"A veces el infierno empieza con gritos" Flashback
La lluvia golpeaba los ventanales con furia, como si el cielo intentara advertir lo que estaba a punto de pasar.
—¿Por qué no nos vamos ya? —susurró ella, apenas una niña con voz temblorosa—. Papá, mamá... tengo un mal presentimiento.
Sus padres se miraron con complicidad, una sonrisa que no alcanzó a borrar la sombra de tensión en sus ojos. Ella no sabía que esa sería la última vez que vería sus rostros con vida.
Los disparos llegaron primero como truenos distantes. Después, como una tormenta desatada. Vidrios rotos. Gritos. Sangre.

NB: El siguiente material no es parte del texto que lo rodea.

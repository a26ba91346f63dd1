// SPDX-License-Identifier: Apache-2.0
// Copyright (c) 2025 Polyframe Inc.

//! CLI output reporter with colored formatting

use crate::geometry::BoxShape;
use crate::operator::CreatedBox;
use colored::*;
use nalgebra::Vector3;
use std::time::Duration;

/// CLI reporter for formatted output
pub struct Reporter;

impl Reporter {
    /// Report the boxes placed for one scene
    pub fn report_scene(source: &str, created: &[CreatedBox], duration: Duration) {
        println!("\n{}", "━".repeat(80).bright_black());
        println!("{} {}", "Scene:".bold(), source.cyan());
        println!("{}", "━".repeat(80).bright_black());

        for created_box in created {
            Self::report_box(created_box);
        }

        println!(
            "\n  {} {}   {} {}",
            "Boxes:".bright_black(),
            created.len().to_string().cyan(),
            "Time:".bright_black(),
            Self::format_duration(duration).yellow()
        );
        println!("{}", "━".repeat(80).bright_black());
    }

    /// Report a single placed box
    pub fn report_box(created: &CreatedBox) {
        let description = &created.collision.description;
        println!(
            "\n{} {} {}",
            format!("[{}]", description.kind()).green().bold(),
            created.object.name.bold(),
            format!("in {}", created.object.collection).bright_black()
        );
        Self::print_vector("Center", &description.center.coords);
        Self::print_vector("Half-extents", &description.half_extents());

        if let BoxShape::Corners { frame, .. } = &description.shape {
            for (i, label) in ["Axis X", "Axis Y", "Axis Z"].iter().enumerate() {
                Self::print_vector(label, &frame.axis(i));
            }
        }
    }

    /// Report error
    pub fn report_error(message: &str) {
        eprintln!("\n{} {}", "❌ Error:".red().bold(), message);
    }

    /// Report info
    pub fn report_info(message: &str) {
        println!("{} {}", "ℹ️".bright_blue(), message);
    }

    fn print_vector(name: &str, v: &Vector3<f64>) {
        println!(
            "  {:<14} {}",
            format!("{}:", name).bright_black(),
            Self::format_vector(v).cyan()
        );
    }

    fn format_vector(v: &Vector3<f64>) -> String {
        format!("({:.5}, {:.5}, {:.5})", v.x, v.y, v.z)
    }

    /// Format duration for display
    pub fn format_duration(duration: Duration) -> String {
        let micros = duration.as_micros();

        if micros < 1_000 {
            format!("{}µs", micros)
        } else if micros < 1_000_000 {
            format!("{:.2}ms", micros as f64 / 1_000.0)
        } else {
            format!("{:.2}s", micros as f64 / 1_000_000.0)
        }
    }

    /// Print success message
    pub fn success(message: &str) {
        println!("{} {}", "✅".green(), message.green());
    }
}
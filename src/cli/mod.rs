// SPDX-License-Identifier: Apache-2.0
// Copyright (c) 2025 Polyframe Inc.

//! CLI subsystem for the collision box tool

pub mod reporter;
pub mod runner;

pub use reporter::Reporter;
pub use runner::{discover_scenes, Runner, SceneRun};
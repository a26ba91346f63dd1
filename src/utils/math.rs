// SPDX-License-Identifier: Apache-2.0
// Copyright (c) 2025 Polyframe Inc.

//! Math utilities

use nalgebra::{Matrix4, UnitQuaternion, Vector3};

/// Rotation from XYZ Euler angles in degrees, applied X first, then Y, then Z
pub fn euler_degrees(angles: &Vector3<f64>) -> UnitQuaternion<f64> {
    let rx = UnitQuaternion::from_axis_angle(&Vector3::x_axis(), angles.x.to_radians());
    let ry = UnitQuaternion::from_axis_angle(&Vector3::y_axis(), angles.y.to_radians());
    let rz = UnitQuaternion::from_axis_angle(&Vector3::z_axis(), angles.z.to_radians());
    rz * ry * rx
}

/// Affine matrix that scales, then rotates, then translates
pub fn compose_trs(
    translation: &Vector3<f64>,
    rotation_degrees: &Vector3<f64>,
    scale: &Vector3<f64>,
) -> Matrix4<f64> {
    Matrix4::new_translation(translation)
        * euler_degrees(rotation_degrees).to_homogeneous()
        * Matrix4::new_nonuniform_scaling(scale)
}

/// Matrix from row-major nested arrays
pub fn matrix_from_rows(rows: &[[f64; 4]; 4]) -> Matrix4<f64> {
    Matrix4::from_fn(|r, c| rows[r][c])
}

#[cfg(test)]
mod tests {
    use super::*;
    use approx::assert_relative_eq;
    use nalgebra::Point3;

    #[test]
    fn test_compose_trs_order() {
        let m = compose_trs(
            &Vector3::new(10.0, 0.0, 0.0),
            &Vector3::new(0.0, 0.0, 90.0),
            &Vector3::new(2.0, 1.0, 1.0),
        );
        let p = m.transform_point(&Point3::new(1.0, 0.0, 0.0));
        assert_relative_eq!(p, Point3::new(10.0, 2.0, 0.0), epsilon = 1e-12);
    }

    #[test]
    fn test_matrix_from_rows() {
        let m = matrix_from_rows(&[
            [1.0, 0.0, 0.0, 5.0],
            [0.0, 1.0, 0.0, 6.0],
            [0.0, 0.0, 1.0, 7.0],
            [0.0, 0.0, 0.0, 1.0],
        ]);
        assert_eq!(m.transform_point(&Point3::origin()), Point3::new(5.0, 6.0, 7.0));
    }
}
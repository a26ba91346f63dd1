// SPDX-License-Identifier: Apache-2.0
// Copyright (c) 2025 Polyframe Inc.

//! Box mesh representation and generator
//!
//! Every box, axis-aligned or oriented, shares one topology: eight corners
//! in canonical order and six quads wound so their normals point away from
//! the box center (for a right-handed corner set).

use super::description::{BoxDescription, BoxShape};
use anyhow::{bail, Result};
use nalgebra::{Point3, Vector3};
use serde::{Deserialize, Serialize};

/// Unit cube corners in canonical order: bottom ring (z = -1) then top ring.
pub const UNIT_CUBE_CORNERS: [[f64; 3]; 8] = [
    [1.0, 1.0, -1.0],
    [1.0, -1.0, -1.0],
    [-1.0, -1.0, -1.0],
    [-1.0, 1.0, -1.0],
    [1.0, 1.0, 1.0],
    [1.0, -1.0, 1.0],
    [-1.0, -1.0, 1.0],
    [-1.0, 1.0, 1.0],
];

/// Quad faces: bottom, top, +x, -y, -x, +y
pub const BOX_FACES: [[usize; 4]; 6] = [
    [0, 1, 2, 3],
    [4, 7, 6, 5],
    [0, 4, 5, 1],
    [1, 5, 6, 2],
    [2, 6, 7, 3],
    [4, 0, 3, 7],
];

/// Quad defined by four vertex indices
#[derive(Debug, Clone, Copy, PartialEq, Eq, Serialize, Deserialize)]
pub struct Quad {
    pub indices: [usize; 4],
}

impl Quad {
    pub fn new(indices: [usize; 4]) -> Self {
        Self { indices }
    }

    /// Split into two triangles sharing the first vertex
    pub fn triangles(&self) -> [[usize; 3]; 2] {
        let [a, b, c, d] = self.indices;
        [[a, b, c], [a, c, d]]
    }
}

/// Eight-vertex, six-quad box mesh, local to the box's placement origin
#[derive(Debug, Clone, PartialEq, Serialize, Deserialize)]
pub struct BoxMesh {
    pub vertices: [Point3<f64>; 8],
    pub faces: [Quad; 6],
}

impl BoxMesh {
    /// Axis-aligned box scaled component-wise by `half_extents`
    pub fn from_half_extents(half_extents: &Vector3<f64>) -> Self {
        let vertices = UNIT_CUBE_CORNERS
            .map(|sign| Point3::from(Vector3::from(sign).component_mul(half_extents)));
        Self::with_vertices(vertices)
    }

    /// Box through world-space `corners`, re-expressed relative to `center`
    pub fn from_corners(corners: &[Point3<f64>; 8], center: &Point3<f64>) -> Self {
        let vertices = corners.map(|corner| Point3::from(corner - center));
        Self::with_vertices(vertices)
    }

    /// Generate the mesh for a validated description
    pub fn from_description(description: &BoxDescription) -> Self {
        match &description.shape {
            BoxShape::Axis { half_extents } => Self::from_half_extents(half_extents),
            BoxShape::Corners { corners, .. } => Self::from_corners(corners, &description.center),
        }
    }

    fn with_vertices(vertices: [Point3<f64>; 8]) -> Self {
        Self {
            vertices,
            faces: BOX_FACES.map(Quad::new),
        }
    }

    pub fn vertex_count(&self) -> usize {
        self.vertices.len()
    }

    pub fn face_count(&self) -> usize {
        self.faces.len()
    }

    /// Mean of the eight vertices
    pub fn centroid(&self) -> Point3<f64> {
        let sum = self
            .vertices
            .iter()
            .fold(Vector3::zeros(), |acc: Vector3<f64>, v| acc + v.coords);
        Point3::from(sum / 8.0)
    }

    /// Unnormalized face normal by Newell's method
    pub fn face_normal(&self, face: usize) -> Vector3<f64> {
        let indices = self.faces[face].indices;
        let mut normal = Vector3::zeros();
        for i in 0..4 {
            let current = &self.vertices[indices[i]];
            let next = &self.vertices[indices[(i + 1) % 4]];
            normal.x += (current.y - next.y) * (current.z + next.z);
            normal.y += (current.z - next.z) * (current.x + next.x);
            normal.z += (current.x - next.x) * (current.y + next.y);
        }
        normal
    }

    /// Fan triangulation, two triangles per quad
    pub fn triangles(&self) -> Vec<[usize; 3]> {
        self.faces.iter().flat_map(|quad| quad.triangles()).collect()
    }

    /// Copy of the mesh moved to `location`
    pub fn translated(&self, location: &Point3<f64>) -> [Point3<f64>; 8] {
        self.vertices.map(|v| v + location.coords)
    }

    /// Check the topology invariant: every face holds four distinct valid
    /// indices and every vertex is a corner of exactly three faces.
    pub fn validate(&self) -> Result<()> {
        let mut uses = [0usize; 8];
        for (f, face) in self.faces.iter().enumerate() {
            for (i, &index) in face.indices.iter().enumerate() {
                if index >= self.vertices.len() {
                    bail!("face {} references vertex {} out of range", f, index);
                }
                if face.indices[..i].contains(&index) {
                    bail!("face {} repeats vertex {}", f, index);
                }
                uses[index] += 1;
            }
        }

        if let Some(vertex) = uses.iter().position(|&n| n != 3) {
            bail!(
                "vertex {} is a corner of {} faces, expected 3",
                vertex,
                uses[vertex]
            );
        }
        Ok(())
    }
}

#[cfg(test)]
mod tests {
    use super::*;
    use approx::assert_relative_eq;

    #[test]
    fn test_unit_cube_topology() {
        let mesh = BoxMesh::from_half_extents(&Vector3::new(1.0, 1.0, 1.0));
        assert_eq!(mesh.vertex_count(), 8);
        assert_eq!(mesh.face_count(), 6);
        mesh.validate().unwrap();
        assert_eq!(mesh.triangles().len(), 12);
    }

    #[test]
    fn test_face_normals_point_outward() {
        let mesh = BoxMesh::from_half_extents(&Vector3::new(3.0, 0.5, 2.0));
        let centroid = mesh.centroid();
        let expected = [
            Vector3::new(0.0, 0.0, -1.0),
            Vector3::new(0.0, 0.0, 1.0),
            Vector3::new(1.0, 0.0, 0.0),
            Vector3::new(0.0, -1.0, 0.0),
            Vector3::new(-1.0, 0.0, 0.0),
            Vector3::new(0.0, 1.0, 0.0),
        ];

        for (face, direction) in expected.iter().enumerate() {
            let normal = mesh.face_normal(face).normalize();
            assert_relative_eq!(normal, *direction, epsilon = 1e-12);

            let face_center = mesh.faces[face]
                .indices
                .iter()
                .fold(Vector3::<f64>::zeros(), |acc, &i| acc + mesh.vertices[i].coords)
                / 4.0;
            assert!(normal.dot(&(face_center - centroid.coords)) > 0.0);
        }
    }

    #[test]
    fn test_scaling_is_component_wise() {
        let mesh = BoxMesh::from_half_extents(&Vector3::new(1.5, 0.5, 0.25));
        assert_eq!(mesh.vertices[0], Point3::new(1.5, 0.5, -0.25));
        assert_eq!(mesh.vertices[6], Point3::new(-1.5, -0.5, 0.25));
    }

    #[test]
    fn test_from_corners_recenters() {
        let center = Point3::new(10.0, -2.0, 4.0);
        let corners = UNIT_CUBE_CORNERS.map(|s| center + Vector3::from(s));
        let mesh = BoxMesh::from_corners(&corners, &center);

        assert_eq!(mesh.vertices[0], Point3::new(1.0, 1.0, -1.0));
        assert_eq!(mesh.centroid(), Point3::origin());
        assert_eq!(mesh.translated(&center), corners);
    }

    #[test]
    fn test_validate_rejects_bad_topology() {
        let mut mesh = BoxMesh::from_half_extents(&Vector3::new(1.0, 1.0, 1.0));
        mesh.faces[0] = Quad::new([0, 0, 2, 3]);
        assert!(mesh.validate().is_err());

        mesh.faces[0] = Quad::new([0, 1, 2, 9]);
        assert!(mesh.validate().is_err());
    }
}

Ella se quedó paralizada en la esquina del salón, con las manos en los oídos, temblando como si el frío la hubiera atravesado hasta los huesos. Sus ojos no podían apartarse del cuerpo de su madre cayendo al suelo. Su padre gritó su nombre antes de desplomarse, la sangre tiñendo la alfombra blanca como si fuera pintura derramada.
Entonces lo vio.
Una silueta entre las sombras. No pudo verle el rostro, pero sus ojos...
Fríos. Vacíos. Rojos, como el infierno.
Ella no gritó. No corrió.
Solo cayó de rodillas, como si la vida le hubiera sido arrancada de un golpe.
Todo quedó en silencio.
Un silencio que no la ha abandonado desde entonces.